Recently there was a occurrence of Johnny's Fallacy on the topic of identifying suspects using DNA testing. The episode was reported in the Freakanomics blog under the title Are the FBI's Probabilities About DNA Matches Crazy?, reporting on a piece from the Los Angeles Times How reliable is DNA in identifying suspects?. In 2001, Kathryn Troyer, a crime lab analyst in Arizona, was running some tests on the state's DNA database and found two felons with remarkably similar genetic profiles. Remarkable in the sense that the men matched at nine of the 13 locations on chromosomes (or loci) commonly used to distinguish people, and that the FBI estimated the odds of such a match to be 1 in 113 billion. This is the 1-in-N probability of a DNA match. Since her initial discovery Troyer has found among about 65,000 felons, there were 122 pairs that matched at nine of 13 loci. The matches here are the result of the N-to-N probabilities. Johnny's Fallacy here would be to conclude that a search of the Arizona DNA database against the given DNA sample would return 122 matches.
Gradually Troyer's findings spread and raised doubts concerning the veracity of DNA testing. The FBI has declared that the Troyer searches (sounds like something from the X Files) are misleading and meaningless, which is not a particularly helpful assessment of Johnny's Fallacy. David Kaye, an expert on science and the law at Arizona State University, remarked that since people's lives are at stake based on DNA evidence, “It [the Troyer matches] has got to be explained.” Steven Levitt in the Freakanomics blog steps up to the plate to provide some numbers. He assumes that the likelihood of a match at a given loci is 7.5%, yielding the odds of a 13-loci match to be about 1 in 400 trillion, and 9-loci match to be 1 in 13 billion. So a DNA database of 65,000 people yields over 2 billion potential matches, and about 100 expected matches on at least 9 loci.

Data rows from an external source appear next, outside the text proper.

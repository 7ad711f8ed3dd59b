//! Handlers for the `/artist-groups` resource.
//!
//! Reads are public; writes require a staff role. Deleting a group also
//! deletes its member artists (FK CASCADE), mirroring the catalog schema.

use axum::extract::{Path, State};
use axum::http::StatusCode;
use axum::response::IntoResponse;
use axum::Json;

use fansync_core::error::CoreError;
use fansync_core::types::DbId;
use fansync_db::models::artist_group::{ArtistGroup, CreateArtistGroup, UpdateArtistGroup};
use fansync_db::repositories::ArtistGroupRepo;

use crate::error::{AppError, AppResult};
use crate::middleware::rbac::RequireStaff;
use crate::response::DataResponse;
use crate::state::AppState;

/// POST /api/v1/artist-groups (staff)
pub async fn create_group(
    State(state): State<AppState>,
    RequireStaff(staff): RequireStaff,
    Json(mut input): Json<CreateArtistGroup>,
) -> AppResult<impl IntoResponse> {
    if input.name.trim().is_empty() {
        return Err(AppError::Core(CoreError::Validation(
            "Group name must not be empty".into(),
        )));
    }

    input.created_by = Some(staff.user_id);
    let group = ArtistGroupRepo::create(&state.pool, &input).await?;

    Ok((StatusCode::CREATED, Json(DataResponse { data: group })))
}

/// GET /api/v1/artist-groups
pub async fn list_groups(
    State(state): State<AppState>,
) -> AppResult<Json<DataResponse<Vec<ArtistGroup>>>> {
    let groups = ArtistGroupRepo::list(&state.pool).await?;
    Ok(Json(DataResponse { data: groups }))
}

/// GET /api/v1/artist-groups/{id}
pub async fn get_group(
    State(state): State<AppState>,
    Path(id): Path<DbId>,
) -> AppResult<Json<DataResponse<ArtistGroup>>> {
    let group = ArtistGroupRepo::find_by_id(&state.pool, id)
        .await?
        .ok_or(AppError::Core(CoreError::NotFound {
            entity: "ArtistGroup",
            id,
        }))?;

    Ok(Json(DataResponse { data: group }))
}

/// PATCH /api/v1/artist-groups/{id} (staff)
pub async fn update_group(
    State(state): State<AppState>,
    RequireStaff(_staff): RequireStaff,
    Path(id): Path<DbId>,
    Json(input): Json<UpdateArtistGroup>,
) -> AppResult<Json<DataResponse<ArtistGroup>>> {
    let group = ArtistGroupRepo::update(&state.pool, id, &input)
        .await?
        .ok_or(AppError::Core(CoreError::NotFound {
            entity: "ArtistGroup",
            id,
        }))?;

    Ok(Json(DataResponse { data: group }))
}

/// DELETE /api/v1/artist-groups/{id} (staff)
///
/// Member artists reference the group with CASCADE and are removed with it.
pub async fn delete_group(
    State(state): State<AppState>,
    RequireStaff(_staff): RequireStaff,
    Path(id): Path<DbId>,
) -> AppResult<impl IntoResponse> {
    let deleted = ArtistGroupRepo::delete(&state.pool, id).await?;
    if !deleted {
        return Err(AppError::Core(CoreError::NotFound {
            entity: "ArtistGroup",
            id,
        }));
    }

    Ok(StatusCode::NO_CONTENT)
}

Levitt's numbers are examples to explain the fallacy, or actually a version of the BP where matching of a single personal trait has been substituted with a number of loci. If you google "Kathryn Troyer" there are over a 1000 hits, and her results have generated a storm of controversy. Reading a few of the articles returned by google shows that it will be some time before people fully understand the apparent paradox in this case.
As I mentioned in the introduction to this post, a senior manager recently told me that he used the BP as an example to get people thinking quantitatively in risk assessment workshops. Numbers come with their own logic - calculations can be surprising.